**PROBLEM DESCRIPTION:**
Search the records for "URLs". Report every line where it occurs.

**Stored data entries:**
——————————

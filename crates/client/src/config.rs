//! Client configuration.
//!
//! Both base URLs are resolved once, at construction, and injected into the
//! connection; nothing re-derives them per call. The constants below are
//! defaults only — deployments override them through a config file or by
//! building a [`ClientConfig`] directly.

use std::path::{Path, PathBuf};

use eyre::{OptionExt, Result, WrapErr};
use serde::{Deserialize, Serialize};
use tokio::fs;
use url::Url;

/// Name of the config file inside the config directory.
pub const CONFIG_FILE: &str = "config.toml";

const LOCAL_API_URL: &str = "http://localhost:8000/api";
const LOCAL_INQUIRY_URL: &str = "http://localhost:8000";
const PRODUCTION_API_URL: &str = "https://talenthub-api.onrender.com/api";
const PRODUCTION_INQUIRY_URL: &str = "https://talenthub-api.onrender.com";

/// Base URLs for the two API families.
///
/// `api_url` carries the shared `/api` path prefix; `inquiry_url` is the
/// bare host the inquiry endpoints are addressed under.
#[derive(Clone, Debug, Deserialize, PartialEq, Serialize)]
pub struct ClientConfig {
    pub api_url: Url,
    pub inquiry_url: Url,
}

impl ClientConfig {
    pub const fn new(api_url: Url, inquiry_url: Url) -> Self {
        Self {
            api_url,
            inquiry_url,
        }
    }

    /// Base pair for a backend running on this machine.
    pub fn local() -> Self {
        Self {
            api_url: Url::parse(LOCAL_API_URL).expect("invalid local api url"),
            inquiry_url: Url::parse(LOCAL_INQUIRY_URL).expect("invalid local inquiry url"),
        }
    }

    /// Base pair for the hosted backend.
    pub fn production() -> Self {
        Self {
            api_url: Url::parse(PRODUCTION_API_URL).expect("invalid production api url"),
            inquiry_url: Url::parse(PRODUCTION_INQUIRY_URL).expect("invalid production inquiry url"),
        }
    }

    /// Select the base pair for the host the client is served from:
    /// loopback hosts get the local pair, everything else production.
    pub fn for_host(host: &str) -> Self {
        if host == "localhost" || host == "127.0.0.1" {
            Self::local()
        } else {
            Self::production()
        }
    }

    /// Load from [`CONFIG_FILE`] in the user's config directory, falling
    /// back to the production pair when no file exists.
    pub async fn load() -> Result<Self> {
        let path = Self::config_path()?;

        if !path.exists() {
            return Ok(Self::production());
        }

        Self::load_from(&path).await
    }

    pub async fn load_from(path: &Path) -> Result<Self> {
        let contents = fs::read_to_string(path)
            .await
            .wrap_err("Failed to read config file")?;

        toml::from_str(&contents).wrap_err("Failed to parse config file")
    }

    pub async fn save(&self) -> Result<()> {
        let path = Self::config_path()?;
        self.save_to(&path).await
    }

    pub async fn save_to(&self, path: &Path) -> Result<()> {
        if let Some(parent) = path.parent() {
            fs::create_dir_all(parent)
                .await
                .wrap_err("Failed to create config directory")?;
        }

        let contents = toml::to_string_pretty(self).wrap_err("Failed to serialize config")?;

        fs::write(path, contents)
            .await
            .wrap_err("Failed to write config file")?;

        Ok(())
    }

    fn config_path() -> Result<PathBuf> {
        let config_dir = dirs::config_dir().ok_or_eyre("could not find config directory")?;

        Ok(config_dir.join("talenthub").join(CONFIG_FILE))
    }
}

impl Default for ClientConfig {
    fn default() -> Self {
        Self::production()
    }
}

#[cfg(test)]
mod tests {
    use super::*;

    #[test]
    fn loopback_hosts_select_the_local_pair() {
        assert_eq!(ClientConfig::for_host("localhost"), ClientConfig::local());
        assert_eq!(ClientConfig::for_host("127.0.0.1"), ClientConfig::local());
    }

    #[test]
    fn other_hosts_select_the_production_pair() {
        assert_eq!(
            ClientConfig::for_host("talenthub.io"),
            ClientConfig::production()
        );
    }

    #[test]
    fn local_api_url_keeps_the_api_prefix() {
        assert_eq!(ClientConfig::local().api_url.path(), "/api");
    }

    #[tokio::test]
    async fn config_round_trips_through_toml() {
        let dir = tempfile::tempdir().expect("Failed to create temp dir");
        let path = dir.path().join(CONFIG_FILE);

        let config = ClientConfig::local();
        config.save_to(&path).await.expect("save failed");

        let loaded = ClientConfig::load_from(&path).await.expect("load failed");
        assert_eq!(loaded, config);
    }
}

——————————

**SOLVED PROBLEM:**
//! Both base URLs are resolved once, at construction, and injected into the
/// Base URLs for the two API families.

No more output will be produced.